En cualquier caso, el desfile fue un éxito. Al menos hasta que tuvimos conciencia. El caballo iba sin silla y nos encaramábamos a él, tras subir los tres peldaños del taburete que Malula nos había prestado, el cual, de manera inexplicable, desapareció de nuestro control sin que nos diéramos cuenta. Con esperada osadía, a tenor de nuestro nivel etílico, nos poníamos de pie sobre su lomo para más tarde abrir lentamente nuestras piernas y deslizarnos hasta quedar sentados sobre el cuadrúpedo. Después nos deslizábamos hacia atrás para dejarnos caer por el trasero del animal hasta llegar al suelo. En la vez que me tocó hacerlo, pasado El Puente, ya Isidoro se había dado un considerable, pero sin consecuencias graves, leñazo. Cuando me deslicé hasta los adoquines oí una voz peculiar detrás de mí. “¡Juan, Juan!”. Me di la vuelta para encontrarme con Antonio Gala, al que me habían presentado unos días antes. “Juan, te habrás desangrado al bajarte por el trasero del caballo...” No sé si me reí, pero fue lo más probable.

Poco después, el joven Adolfo, que actuaba de palafrenero, se llevó el caballo, no recuerdo si por iniciativa propia o por consejo de algún sensato adulto, así lo que no nos quedó otro remedio que ir a tomar una copa en la cantina más cercana.

La otra vez que el Grillo transitó por esa calle, tan llena de historia y aromas de infancia, fue durante la cabalgata organizada con motivo de la Bajada de la Virgen, en 1995. Por aquellas fechas teníamos montado un mariachi en el que participaban músicos y miembros de profesiones diversas, todos ellos con talento y oído. Mi papel allí era variado: tan pronto me ocupaba del atrezo como hacía de ficticio manager. En aquella ocasión me tocó encabezar el equipo que cerraban bailando un grupo de adolescentes, hijas de mis amigos, vestidas de lupitas.
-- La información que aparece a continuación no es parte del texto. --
//! Binary feature backend: FAST-9 corners with rotated 256-bit binary
//! descriptors, matched by Hamming distance.

use image::GrayImage;
use rand::{Rng, SeedableRng};

use super::{Descriptors, FeatureBackend, FeatureSet, Keypoint};

/// Bresenham circle of radius 3 used by the segment test, in clockwise
/// order starting from the top.
const CIRCLE: [(i32, i32); 16] = [
    (0, -3),
    (1, -3),
    (2, -2),
    (3, -1),
    (3, 0),
    (3, 1),
    (2, 2),
    (1, 3),
    (0, 3),
    (-1, 3),
    (-2, 2),
    (-3, 1),
    (-3, 0),
    (-3, -1),
    (-2, -2),
    (-1, -3),
];

/// Contiguous arc length required for a positive segment test.
const ARC_LENGTH: usize = 9;

/// Half-width of the descriptor sampling patch.
const PATCH_RADIUS: i32 = 13;

/// Radius of the intensity-centroid orientation patch.
const ORIENTATION_RADIUS: i32 = 7;

/// Minimum spacing between retained corners, in pixels.
const NMS_RADIUS: f32 = 5.0;

const DESCRIPTOR_BITS: usize = 256;

/// Fixed seed for the binary test pattern, shared by every extraction so
/// descriptors from different images are comparable.
const PATTERN_SEED: u64 = 0x1BADB002;

/// FAST-9 corner detector paired with a rotation-aware binary descriptor.
pub struct FastBrief {
    threshold: u8,
    pattern: Vec<[i32; 4]>,
}

impl FastBrief {
    pub fn new(threshold: u8) -> Self {
        let mut rng = rand::rngs::StdRng::seed_from_u64(PATTERN_SEED);
        let pattern = (0..DESCRIPTOR_BITS)
            .map(|_| {
                [
                    rng.gen_range(-PATCH_RADIUS..=PATCH_RADIUS),
                    rng.gen_range(-PATCH_RADIUS..=PATCH_RADIUS),
                    rng.gen_range(-PATCH_RADIUS..=PATCH_RADIUS),
                    rng.gen_range(-PATCH_RADIUS..=PATCH_RADIUS),
                ]
            })
            .collect();
        Self { threshold, pattern }
    }

    fn detect(&self, image: &GrayImage, max_features: usize) -> Vec<Keypoint> {
        let (w, h) = image.dimensions();
        if w < 7 || h < 7 {
            return Vec::new();
        }

        let mut candidates = Vec::new();
        let t = self.threshold as i32;
        for y in 3..(h - 3) {
            for x in 3..(w - 3) {
                let center = image.get_pixel(x, y).0[0] as i32;
                let ring: Vec<i32> = CIRCLE
                    .iter()
                    .map(|&(dx, dy)| {
                        image.get_pixel((x as i32 + dx) as u32, (y as i32 + dy) as u32).0[0] as i32
                    })
                    .collect();

                if !segment_test(center, &ring, t) {
                    continue;
                }
                let response: i32 = ring.iter().map(|&p| (p - center).abs()).sum();
                candidates.push(Keypoint {
                    x: x as f32,
                    y: y as f32,
                    response: response as f32,
                    angle: 0.0,
                });
            }
        }

        candidates.sort_by(|a, b| b.response.total_cmp(&a.response));
        let mut kept = non_max_suppress(&candidates, NMS_RADIUS, max_features);
        for kp in kept.iter_mut() {
            kp.angle = intensity_centroid_angle(image, kp.x as i32, kp.y as i32);
        }
        kept
    }

    fn describe(&self, image: &GrayImage, keypoints: &[Keypoint]) -> Vec<[u8; 32]> {
        keypoints
            .iter()
            .map(|kp| {
                let (sin, cos) = kp.angle.sin_cos();
                let mut desc = [0u8; 32];
                for (bit, test) in self.pattern.iter().enumerate() {
                    let a = sample_rotated(image, kp, test[0], test[1], sin, cos);
                    let b = sample_rotated(image, kp, test[2], test[3], sin, cos);
                    if a > b {
                        desc[bit / 8] |= 1 << (bit % 8);
                    }
                }
                desc
            })
            .collect()
    }
}

impl FeatureBackend for FastBrief {
    fn extract(&self, image: &GrayImage, max_features: usize) -> FeatureSet {
        let keypoints = self.detect(image, max_features);
        let descriptors = self.describe(image, &keypoints);
        FeatureSet::new(keypoints, Descriptors::Binary(descriptors))
    }
}

/// True if at least [`ARC_LENGTH`] contiguous ring pixels are all brighter
/// than `center + t` or all darker than `center - t`. The ring is scanned
/// doubled so arcs wrapping past index 15 are counted.
fn segment_test(center: i32, ring: &[i32], t: i32) -> bool {
    let mut bright_run = 0usize;
    let mut dark_run = 0usize;
    for i in 0..(ring.len() * 2) {
        let p = ring[i % ring.len()];
        if p > center + t {
            bright_run += 1;
            dark_run = 0;
        } else if p < center - t {
            dark_run += 1;
            bright_run = 0;
        } else {
            bright_run = 0;
            dark_run = 0;
        }
        if bright_run >= ARC_LENGTH || dark_run >= ARC_LENGTH {
            return true;
        }
    }
    false
}

/// Greedy spatial suppression over response-sorted candidates. A coarse
/// occupancy grid keeps the neighbor check constant-time per candidate.
fn non_max_suppress(sorted: &[Keypoint], radius: f32, max_features: usize) -> Vec<Keypoint> {
    use std::collections::HashMap;

    let cell = radius.max(1.0);
    let mut grid: HashMap<(i64, i64), Vec<(f32, f32)>> = HashMap::new();
    let mut kept = Vec::new();
    let r2 = radius * radius;

    for kp in sorted {
        if kept.len() >= max_features {
            break;
        }
        let cx = (kp.x / cell).floor() as i64;
        let cy = (kp.y / cell).floor() as i64;
        let mut blocked = false;
        'scan: for gx in (cx - 1)..=(cx + 1) {
            for gy in (cy - 1)..=(cy + 1) {
                if let Some(pts) = grid.get(&(gx, gy)) {
                    for &(px, py) in pts {
                        let dx = kp.x - px;
                        let dy = kp.y - py;
                        if dx * dx + dy * dy < r2 {
                            blocked = true;
                            break 'scan;
                        }
                    }
                }
            }
        }
        if !blocked {
            grid.entry((cx, cy)).or_default().push((kp.x, kp.y));
            kept.push(*kp);
        }
    }
    kept
}

/// Dominant orientation from the intensity centroid of a circular patch.
fn intensity_centroid_angle(image: &GrayImage, cx: i32, cy: i32) -> f32 {
    let (w, h) = image.dimensions();
    let mut m01 = 0.0f32;
    let mut m10 = 0.0f32;
    let r2 = ORIENTATION_RADIUS * ORIENTATION_RADIUS;
    for dy in -ORIENTATION_RADIUS..=ORIENTATION_RADIUS {
        for dx in -ORIENTATION_RADIUS..=ORIENTATION_RADIUS {
            if dx * dx + dy * dy > r2 {
                continue;
            }
            let x = (cx + dx).clamp(0, w as i32 - 1) as u32;
            let y = (cy + dy).clamp(0, h as i32 - 1) as u32;
            let v = image.get_pixel(x, y).0[0] as f32;
            m10 += dx as f32 * v;
            m01 += dy as f32 * v;
        }
    }
    m01.atan2(m10)
}

fn sample_rotated(image: &GrayImage, kp: &Keypoint, dx: i32, dy: i32, sin: f32, cos: f32) -> u8 {
    let rx = cos * dx as f32 - sin * dy as f32;
    let ry = sin * dx as f32 + cos * dy as f32;
    let (w, h) = image.dimensions();
    let x = (kp.x + rx).round().clamp(0.0, w as f32 - 1.0) as u32;
    let y = (kp.y + ry).round().clamp(0.0, h as f32 - 1.0) as u32;
    image.get_pixel(x, y).0[0]
}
Y lo hice enarbolando una bandera mexicana mientras lucían en mis cartucheras dos pistolas idénticas a las verdaderas. Y por supuesto lo hice sobre Grillo. El concejal del Ayuntamiento había decidido colocarnos en el final de la cabalgata, pero nosotros, quizás enardecidos por nuestro aspecto de charros, optamos por encabezarla, sin encomendarnos ni a Dios ni al diablo. Así que, ante miles de espectadores, nos encaminamos hacia La Alameda sin mirar atrás. Casi llegando a la plaza, Elsa López me pidió subirse a la grupa a lo que yo accedí encantado. Como mandan los cánones, se pegó a mi espalda y yo me sentí tan abrazado como cuando tuve por primera vez en mis manos su libro El viento y las adelfas, tras lo que sucumbí para siempre a esa poesía que es capaz de acariciar o reventarte el alma.

Una vez finalizado el desfile, nuestros espíritus exaltados optaron por hacer una visita a mi sobrina María, quien no había podido vernos por encontrarse enferma. En lugar de largar la concebida serenata en la ventana de su casa, y toda vez que la misma estaba a la altura de la calle, decidimos realizar la actuación en el interior, junto a la terraza. Grillo, confiado en mis manos, no tuvo inconveniente en adentrarse por un pasillo construido para personas, girar noventa grados y permanecer, como un espectador más, mientras nuestros peculiares Mariachis interpretaban magistralmente el Jarabe Tapatío.

Después de eso volvimos a la Calle Real y, caminando en dirección contraria a lo ya recorrido, los mariachis continuaron con su música. Al llegar a la sede principal del Real Club Náutico entramos todos en el zaguán, cuyo amplio interior ya era para Grillo pecata minuta. En la parte superior del edificio se celebraba un baile, así que muchos de sus participantes se asomaron para vernos. Lanzados como estábamos, pedimos permiso para subir las escaleras con el caballo y ya casi nos estaba autorizando Miguel Perdigón, el presidente, cuando Isidoro, casi siempre más osado que nadie, recuperó su cordura para negarse rotundamente. Allí se quedaron los músicos y yo bajé el resto de la Calle Real, solo con el caballo y una bandera cruzada sobre mi hombro, que parecía la de un ejército derrotado. No sé por qué, pero me embargaba una sensación de tristeza.

Poco después, murió Grillo. De la manera más terrible: solo en la cuadra, por la noche, con un cólico de torsión. Isidoro se lo encontró al día siguiente yacente y traumatizado por los golpes que se había dado contra las paredes, presa de un horrible sufrimiento. No te lo merecías Grillo. Ni yo el que no me dieras la oportunidad de aliviar eternamente tu sufrimiento con una inyección letal. No sé lo que me dolió aquello. Solo sé que todavía me duele.